Below are some entries. Count how many of their lines include "tokens", then give that number only.

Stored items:

───

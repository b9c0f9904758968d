//! Resource classification
//!
//! Turns an operation type and raw command text into a resource kind and a
//! concrete target. Pure and synchronous; every extraction rule is a separate
//! function so each can be tested on its own.
//!
//! Known limitations: only the first output redirection is honoured, and
//! quoted paths are not unquoted (the quote characters stay in the token).

use crate::models::ResourceKind;
use regex::Regex;
use serde::{Deserialize, Serialize};
use std::sync::LazyLock;

static REDIRECT_RE: LazyLock<Regex> =
    LazyLock::new(|| Regex::new(r">{1,2}\s*([^\s>|&;]+)").expect("valid redirect regex"));

static UPDATE_RE: LazyLock<Regex> = LazyLock::new(|| {
    Regex::new(r"(?is)^\s*UPDATE\s+([A-Za-z_][A-Za-z0-9_]*)\s+SET\s+.+?\s+WHERE\s+(.+)$")
        .expect("valid update regex")
});

static DELETE_RE: LazyLock<Regex> = LazyLock::new(|| {
    Regex::new(r"(?is)^\s*DELETE\s+FROM\s+([A-Za-z_][A-Za-z0-9_]*)\s+WHERE\s+(.+)$")
        .expect("valid delete regex")
});

/// Runtime flags whose value is the following token (`docker stop -t 10 web`)
const CONTAINER_VALUE_FLAGS: &[&str] = &[
    "-t",
    "--time",
    "--timeout",
    "-s",
    "--signal",
    "--detach-keys",
    "--checkpoint",
    "--checkpoint-dir",
];

/// Concrete thing an operation acts on
#[derive(Debug, Clone, PartialEq, Eq, Serialize, Deserialize)]
#[serde(tag = "target", rename_all = "snake_case")]
pub enum Target {
    File { path: String },
    Container { name: String },
    Rows { table: String, predicate: String },
    Unknown { reason: String },
}

impl Target {
    pub fn unknown(reason: impl Into<String>) -> Self {
        Self::Unknown {
            reason: reason.into(),
        }
    }

    pub fn is_known(&self) -> bool {
        !matches!(self, Self::Unknown { .. })
    }
}

/// Result of classifying one command
#[derive(Debug, Clone, PartialEq, Eq, Serialize, Deserialize)]
pub struct Classification {
    pub kind: Option<ResourceKind>,
    pub target: Target,
}

/// Classify a command; never fails
pub fn classify(operation_type: &str, command: &str) -> Classification {
    let kind = ResourceKind::from_operation_type(operation_type);

    let target = match kind {
        Some(ResourceKind::File) => file_target(command),
        Some(ResourceKind::Container) => container_name(command)
            .map(|name| Target::Container { name })
            .unwrap_or_else(|| Target::unknown("no container name after the runtime verb")),
        Some(ResourceKind::DatabaseRow) => sql_target(operation_type, command),
        None => Target::unknown(format!("unrecognised operation type '{}'", operation_type)),
    };

    Classification { kind, target }
}

fn file_target(command: &str) -> Target {
    redirect_target(command)
        .or_else(|| copy_move_destination(command))
        .or_else(|| delete_target(command))
        .map(|path| Target::File { path })
        .unwrap_or_else(|| Target::unknown("no file path found in command"))
}

fn sql_target(operation_type: &str, command: &str) -> Target {
    let parsed = match operation_type {
        "sql_update" => parse_update(command),
        "sql_delete" => parse_delete(command),
        other => return Target::unknown(format!("no row capture for '{}'", other)),
    };

    parsed
        .map(|(table, predicate)| Target::Rows { table, predicate })
        .unwrap_or_else(|| Target::unknown("statement has no table or WHERE clause"))
}

/// First `>` or `>>` redirection target
pub fn redirect_target(command: &str) -> Option<String> {
    REDIRECT_RE
        .captures(command)
        .and_then(|caps| caps.get(1))
        .map(|m| m.as_str().to_string())
}

/// Destination of a `cp` or `mv` (last positional argument)
pub fn copy_move_destination(command: &str) -> Option<String> {
    let args = command_args(command, &["cp", "mv"])?;
    if args.len() < 2 {
        return None;
    }
    args.last().map(|arg| arg.to_string())
}

/// Target of an `rm` (first positional argument)
pub fn delete_target(command: &str) -> Option<String> {
    command_args(command, &["rm"])?
        .first()
        .map(|arg| arg.to_string())
}

/// First positional argument after the runtime verb (`docker stop web` -> `web`)
pub fn container_name(command: &str) -> Option<String> {
    let mut tokens = command.split_whitespace();

    tokens
        .by_ref()
        .find(|token| is_program(token, &["docker", "podman"]))?;

    // Skip management subcommands such as `docker container stop`
    let mut verb = tokens.next()?;
    if verb == "container" {
        verb = tokens.next()?;
    }
    if verb.starts_with('-') {
        return None;
    }

    while let Some(token) = tokens.next() {
        if CONTAINER_VALUE_FLAGS.contains(&token) {
            tokens.next();
            continue;
        }
        if token.starts_with('-') {
            continue;
        }
        let name = token.trim_end_matches(';');
        return (!name.is_empty()).then(|| name.to_string());
    }
    None
}

/// Table and predicate of an `UPDATE ... SET ... WHERE ...`
///
/// Only the first statement of the command is considered.
pub fn parse_update(command: &str) -> Option<(String, String)> {
    let caps = UPDATE_RE.captures(first_statement(command))?;
    Some((caps[1].to_string(), clean_predicate(&caps[2])?))
}

/// Table and predicate of a `DELETE FROM ... WHERE ...`
///
/// Only the first statement of the command is considered.
pub fn parse_delete(command: &str) -> Option<(String, String)> {
    let caps = DELETE_RE.captures(first_statement(command))?;
    Some((caps[1].to_string(), clean_predicate(&caps[2])?))
}

/// Text up to the first `;` that is not inside a quoted literal or identifier
pub fn first_statement(sql: &str) -> &str {
    let mut quote: Option<char> = None;
    for (index, c) in sql.char_indices() {
        match (quote, c) {
            (None, '\'' | '"' | '`') => quote = Some(c),
            (Some(open), _) if c == open => quote = None,
            (None, ';') => return sql[..index].trim(),
            _ => {}
        }
    }
    sql.trim()
}

fn clean_predicate(raw: &str) -> Option<String> {
    let predicate = raw.trim();
    (!predicate.is_empty()).then(|| predicate.to_string())
}

/// Whether a token invokes one of `programs`, with or without a directory prefix
fn is_program(token: &str, programs: &[&str]) -> bool {
    let name = token.rsplit('/').next().unwrap_or(token);
    programs.contains(&name)
}

/// Positional arguments of the first `programs` invocation in a shell line
fn command_args<'a>(command: &'a str, programs: &[&str]) -> Option<Vec<&'a str>> {
    let mut tokens = command.split_whitespace();

    tokens.by_ref().find(|token| is_program(token, programs))?;

    let args = tokens
        .take_while(|token| !matches!(*token, ";" | "&&" | "||" | "|"))
        .filter(|token| !token.starts_with('-'))
        .map(|token| token.trim_end_matches(';'))
        .filter(|token| !token.is_empty())
        .collect();

    Some(args)
}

───

■ Worked solution
9